**Directions**
Where a line holds the word "staged", copy that line from the data below.

─── Data to process ───

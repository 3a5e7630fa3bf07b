//! Authenticated caller context.

use ireg_core::Principal;
use serde::{Deserialize, Serialize};

/// The principal on whose behalf a mutating call is made.
///
/// Produced by the transport layer after authentication; the registry
/// trusts it as given and only checks role membership.
#[derive(Debug, Clone, PartialEq, Eq, Hash, Serialize, Deserialize)]
pub struct CallerIdentity {
    /// The authenticated principal.
    pub principal: Principal,
}

impl CallerIdentity {
    /// Wrap an authenticated principal.
    pub fn new(principal: Principal) -> Self {
        Self { principal }
    }
}

impl From<Principal> for CallerIdentity {
    fn from(principal: Principal) -> Self {
        Self::new(principal)
    }
}

impl std::fmt::Display for CallerIdentity {
    fn fmt(&self, f: &mut std::fmt::Formatter<'_>) -> std::fmt::Result {
        self.principal.fmt(f)
    }
}
impl Registry {
    /// An uninitialized registry with no sinks. Every mutating call fails
    /// with `NotInitialized` until [`initialize`](Self::initialize).
    pub fn new() -> Self {
        Self {
            state: RwLock::new(RegistryState::default()),
            sinks: Vec::new(),
        }
    }

    /// Register an audit sink. Sinks receive records in commit order.
    pub fn with_sink(mut self, sink: Arc<dyn AuditSink>) -> Self {
        self.sinks.push(sink);
        self
    }

    /// Create and initialize a registry with `founder` as the sole admin.
    pub fn bootstrap(founder: &str) -> Result<Self, RegistryError> {
        let founder = Principal::new(founder)?;
        let registry = Self::new();
        registry.initialize(founder)?;
        Ok(registry)
    }

    /// Install the founding administrator. Valid exactly once.
    pub fn initialize(&self, founder: Principal) -> Result<AuditRecord, RegistryError> {
        let mut state = self.state.write();
        if state.initialized {
            tracing::warn!(founder = %founder, "rejected re-initialization");
            return Err(RegistryError::AlreadyInitialized);
        }
        let record = state.audit.prepare(
            AuditEvent::RegistryInitialized {
                admin: founder.clone(),
            },
            founder.clone(),
            Utc::now(),
        )?;
        state.apply(Mutation::Initialize { founder });
        Ok(self.commit(&mut state.audit, record))
    }

    /// Whether [`initialize`](Self::initialize) has succeeded.
    pub fn is_initialized(&self) -> bool {
        self.state.read().initialized
    }

    fn execute(
        &self,
        caller: &CallerIdentity,
        operation: Operation,
        plan: impl FnOnce(&RegistryState) -> Result<(Mutation, AuditEvent), RegistryError>,
    ) -> Result<AuditRecord, RegistryError> {
        let mut state = self.state.write();
        let staged = state
            .authorize(caller, operation)
            .and_then(|()| plan(&*state))
            .and_then(|(mutation, event)| {
                let record = state
                    .audit
                    .prepare(event, caller.principal.clone(), Utc::now())?;
                Ok((mutation, record))
            });
        let (mutation, record) = match staged {
            Ok(staged) => staged,
            Err(err) => {
                log_rejection(caller, operation, &err);
                return Err(err);
            }
        };
        state.apply(mutation);
        Ok(self.commit(&mut state.audit, record))
    }

    fn commit(&self, audit: &mut AuditLog, record: AuditRecord) -> AuditRecord {
        audit.append(record.clone());
        for sink in &self.sinks {
            if panic::catch_unwind(AssertUnwindSafe(|| sink.deliver(&record))).is_err() {
                tracing::error!(
                    sequence = record.sequence,
                    event = record.event.name(),
                    "audit sink panicked; record remains committed"
                );
            }
        }
        record
    }

    // -- Role management --------------------------------------------------

    /// `addAdmin`: admin only; fails if `target` is already an admin.
    pub fn add_admin(
        &self,
        caller: &CallerIdentity,
        target: &Principal,
    ) -> Result<AuditRecord, RegistryError> {
        self.add_member(caller, Operation::AddAdmin, Role::Admin, target, |admin| {
            AuditEvent::AdminAdded { admin }
        })
    }

    /// `removeAdmin`: admin only; fails if `target` is not an admin or is
    /// the caller.
    pub fn remove_admin(
        &self,
        caller: &CallerIdentity,
        target: &Principal,
    ) -> Result<AuditRecord, RegistryError> {
        self.remove_member(caller, Operation::RemoveAdmin, Role::Admin, target, |admin| {
            AuditEvent::AdminRemoved { admin }
        })
    }

    /// `addPlatformWallet`: admin only.
    pub fn add_platform_wallet(
        &self,
        caller: &CallerIdentity,
        target: &Principal,
    ) -> Result<AuditRecord, RegistryError> {
        self.add_member(
            caller,
            Operation::AddPlatformWallet,
            Role::PlatformWallet,
            target,
            |wallet| AuditEvent::PlatformWalletAdded { wallet },
        )
    }

    /// `removePlatformWallet`: admin only; no self-removal guard.
    pub fn remove_platform_wallet(
        &self,
        caller: &CallerIdentity,
        target: &Principal,
    ) -> Result<AuditRecord, RegistryError> {
        self.remove_member(
            caller,
            Operation::RemovePlatformWallet,
            Role::PlatformWallet,
            target,
            |wallet| AuditEvent::PlatformWalletRemoved { wallet },
        )
    }

    fn add_member(
        &self,
        caller: &CallerIdentity,
        operation: Operation,
        role: Role,
        target: &Principal,
        event: impl FnOnce(Principal) -> AuditEvent,
    ) -> Result<AuditRecord, RegistryError> {
        self.execute(caller, operation, |state| {
            state.roles.check_add(role, target)?;
            Ok((
                Mutation::AddMember {
                    role,
                    member: target.clone(),
                },
                event(target.clone()),
            ))
        })
    }

    fn remove_member(
        &self,
        caller: &CallerIdentity,
        operation: Operation,
        role: Role,
        target: &Principal,
        event: impl FnOnce(Principal) -> AuditEvent,
    ) -> Result<AuditRecord, RegistryError> {
        self.execute(caller, operation, |state| {
            state.roles.check_remove(role, &caller.principal, target)?;
            Ok((
                Mutation::RemoveMember {
                    role,
                    member: target.clone(),
                },
                event(target.clone()),
            ))
        })
    }

    // -- DID lifecycle ----------------------------------------------------

    /// `registerDID`: platform wallet only; any status but `ACTIVE` → `ACTIVE`.
    pub fn register_did(
        &self,
        caller: &CallerIdentity,
        id: &Principal,
    ) -> Result<AuditRecord, RegistryError> {
        self.did_transition(caller, Operation::RegisterDid, id, DidStatus::register, |did| {
            AuditEvent::DidRegistered { did }
        })
    }

    /// `suspendDID`: admin only; `ACTIVE` → `SUSPENDED`.
    pub fn suspend_did(
        &self,
        caller: &CallerIdentity,
        id: &Principal,
    ) -> Result<AuditRecord, RegistryError> {
        self.did_transition(caller, Operation::SuspendDid, id, DidStatus::suspend, |did| {
            AuditEvent::DidSuspended { did }
        })
    }

    /// `unSuspendDID`: admin only; `SUSPENDED` → `ACTIVE`.
    pub fn unsuspend_did(
        &self,
        caller: &CallerIdentity,
        id: &Principal,
    ) -> Result<AuditRecord, RegistryError> {
        self.did_transition(
            caller,
            Operation::UnsuspendDid,
            id,
            DidStatus::unsuspend,
            |did| AuditEvent::DidUnsuspended { did },
        )
    }

    /// `terminateDID`: admin only; `ACTIVE` → `TERMINATED`.
    pub fn terminate_did(
        &self,
        caller: &CallerIdentity,
        id: &Principal,
    ) -> Result<AuditRecord, RegistryError> {
        self.did_transition(
            caller,
            Operation::TerminateDid,
            id,
            DidStatus::terminate,
            |did| AuditEvent::DidTerminated { did },
        )
    }

    fn did_transition(
        &self,
        caller: &CallerIdentity,
        operation: Operation,
        id: &Principal,
        transition: fn(DidStatus) -> Result<DidStatus, TransitionError>,
        event: impl FnOnce(Principal) -> AuditEvent,
    ) -> Result<AuditRecord, RegistryError> {
        self.execute(caller, operation, |state| {
            let status = transition(state.dids.status(id))?;
            Ok((
                Mutation::SetDid {
                    id: id.clone(),
                    status,
                },
                event(id.clone()),
            ))
        })
    }

    // -- VC lifecycle -----------------------------------------------------

    /// `issueVC`: platform wallet only; any status but `ACTIVE` → `ACTIVE`,
    /// usage count unchanged.
    pub fn issue_vc(
        &self,
        caller: &CallerIdentity,
        hash: &CredentialDigest,
    ) -> Result<AuditRecord, RegistryError> {
        self.vc_transition(caller, Operation::IssueVc, hash, VcRecord::issue, |vc, _| {
            AuditEvent::VcIssued { vc }
        })
    }

    /// `suspendVC`: admin only; `ACTIVE` → `SUSPENDED`.
    pub fn suspend_vc(
        &self,
        caller: &CallerIdentity,
        hash: &CredentialDigest,
    ) -> Result<AuditRecord, RegistryError> {
        self.vc_transition(caller, Operation::SuspendVc, hash, VcRecord::suspend, |vc, _| {
            AuditEvent::VcSuspended { vc }
        })
    }

    /// `unSuspendVC`: admin only; `SUSPENDED` → `ACTIVE`.
    pub fn unsuspend_vc(
        &self,
        caller: &CallerIdentity,
        hash: &CredentialDigest,
    ) -> Result<AuditRecord, RegistryError> {
        self.vc_transition(
            caller,
            Operation::UnsuspendVc,
            hash,
            VcRecord::unsuspend,
            |vc, _| AuditEvent::VcUnsuspended { vc },
        )
    }

    /// `terminateVC`: admin only; `ACTIVE` → `TERMINATED`.
    pub fn terminate_vc(
        &self,
        caller: &CallerIdentity,
        hash: &CredentialDigest,
    ) -> Result<AuditRecord, RegistryError> {
        self.vc_transition(
            caller,
            Operation::TerminateVc,
            hash,
            VcRecord::terminate,
            |vc, _| AuditEvent::VcTerminated { vc },
        )
    }

    /// `expireVC`: platform wallet only; `ACTIVE` → `EXPIRED`.
    pub fn expire_vc(
        &self,
        caller: &CallerIdentity,
        hash: &CredentialDigest,
    ) -> Result<AuditRecord, RegistryError> {
        self.vc_transition(caller, Operation::ExpireVc, hash, VcRecord::expire, |vc, _| {
            AuditEvent::VcExpired { vc }
        })
    }

    /// `updateUsageVC`: platform wallet only; `ACTIVE`, count + 1. The
    /// record carries the new count.
    pub fn update_usage_vc(
        &self,
        caller: &CallerIdentity,
        hash: &CredentialDigest,
    ) -> Result<AuditRecord, RegistryError> {
        self.vc_transition(
            caller,
            Operation::UpdateUsageVc,
            hash,
            VcRecord::record_usage,
            |vc, next| AuditEvent::VcUsageUpdated {
                vc,
                usage_count: next.usage_count,
            },
        )
    }

    fn vc_transition(
        &self,
        caller: &CallerIdentity,
        operation: Operation,
        hash: &CredentialDigest,
        transition: fn(VcRecord) -> Result<VcRecord, TransitionError>,
        event: impl FnOnce(CredentialDigest, &VcRecord) -> AuditEvent,
    ) -> Result<AuditRecord, RegistryError> {
        self.execute(caller, operation, |state| {
            let record = transition(state.vcs.record(hash))?;
            let event = event(*hash, &record);
            Ok((Mutation::SetVc { hash: *hash, record }, event))
        })
    }

    // -- Reads ------------------------------------------------------------

    /// `isAdmin`.
    pub fn is_admin(&self, id: &Principal) -> bool {
        self.state.read().roles.is_admin(id)
    }

    /// `isPlatformWallet`.
    pub fn is_platform_wallet(&self, id: &Principal) -> bool {
        self.state.read().roles.is_platform_wallet(id)
    }

    /// Members of `role` in sorted order.
    pub fn members(&self, role: Role) -> Vec<Principal> {
        self.state.read().roles.members(role).cloned().collect()
    }

    /// `getDIDStatus`: `INACTIVE` for unseen principals.
    pub fn did_status(&self, id: &Principal) -> DidStatus {
        self.state.read().dids.status(id)
    }

    /// `getVCStatus`: `(0, INACTIVE)` for unseen digests.
    pub fn vc_status(&self, hash: &CredentialDigest) -> VcStatusReport {
        self.state.read().vcs.record(hash).into()
    }

    /// Every audit record in commit order.
    pub fn audit_records(&self) -> Vec<AuditRecord> {
        self.state.read().audit.records().to_vec()
    }

    /// Up to `limit` audit records with sequence greater than `after`.
    pub fn audit_since(&self, after: u64, limit: Option<usize>) -> Vec<AuditRecord> {
        let state = self.state.read();
        let records = state.audit.since(after);
        let take = limit.unwrap_or(records.len()).min(records.len());
        records[..take].to_vec()
    }

    /// Audit records targeting `subject`.
    pub fn audit_for_subject(&self, subject: &str) -> Vec<AuditRecord> {
        self.state
            .read()
            .audit
            .for_subject(subject)
            .into_iter()
            .cloned()
            .collect()
    }

    /// Walk the audit hash chain.
    pub fn verify_audit_chain(&self) -> ChainIntegrity {
        self.state.read().audit.verify_chain()
    }

    /// Consistent summary under a single read lock.
    pub fn snapshot(&self) -> RegistrySnapshot {
        let state = self.state.read();
        RegistrySnapshot {
            initialized: state.initialized,
            admins: state.roles.count(Role::Admin),
            platform_wallets: state.roles.count(Role::PlatformWallet),
            dids: state.dids.len(),
            active_dids: state.dids.count_in(DidStatus::Active),
            vcs: state.vcs.len(),
            active_vcs: state.vcs.count_in(VcStatus::Active),
            audit_len: state.audit.len(),
            audit_head: state.audit.head_digest().to_string(),
        }
    }
}
//! # Transition Errors
//!
//! Rejections raised by the DID and VC state machines. Each variant carries
//! the record kind and the status the record was in, so the message reads
//! the same way regardless of which machine produced it.

use serde::{Deserialize, Serialize};
use thiserror::Error;

/// Which ledger a record belongs to.
#[derive(Debug, Clone, Copy, PartialEq, Eq, Hash, Serialize, Deserialize)]
#[serde(rename_all = "SCREAMING_SNAKE_CASE")]
pub enum RecordKind {
    /// A decentralized identity record.
    Did,
    /// A verifiable credential record.
    Vc,
}

impl RecordKind {
    /// Short upper-case label.
    pub fn as_str(&self) -> &'static str {
        match self {
            Self::Did => "DID",
            Self::Vc => "VC",
        }
    }
}

impl std::fmt::Display for RecordKind {
    fn fmt(&self, f: &mut std::fmt::Formatter<'_>) -> std::fmt::Result {
        f.write_str(self.as_str())
    }
}

/// A lifecycle transition rejected by the current status.
#[derive(Error, Debug, Clone, PartialEq, Eq)]
pub enum TransitionError {
    /// Activation requested for a record that is already `ACTIVE`.
    #[error("{kind} already ACTIVE")]
    AlreadyActive {
        /// The record kind.
        kind: RecordKind,
    },

    /// The operation requires `ACTIVE`.
    #[error("{kind} not ACTIVE (current status {current})")]
    NotActive {
        /// The record kind.
        kind: RecordKind,
        /// The status the record was in.
        current: String,
    },

    /// The operation requires `SUSPENDED`.
    #[error("{kind} not SUSPENDED (current status {current})")]
    NotSuspended {
        /// The record kind.
        kind: RecordKind,
        /// The status the record was in.
        current: String,
    },

    /// The usage counter is saturated.
    #[error("{kind} usage counter overflow at {count}")]
    UsageOverflow {
        /// The record kind.
        kind: RecordKind,
        /// The counter value that could not be incremented.
        count: u64,
    },
}

impl TransitionError {
    /// The record kind the rejection refers to.
    pub fn kind(&self) -> RecordKind {
        match self {
            Self::AlreadyActive { kind }
            | Self::NotActive { kind, .. }
            | Self::NotSuspended { kind, .. }
            | Self::UsageOverflow { kind, .. } => *kind,
        }
    }
}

───

**Response**
        let staged = state
        let (mutation, record) = match staged {
            Ok(staged) => staged,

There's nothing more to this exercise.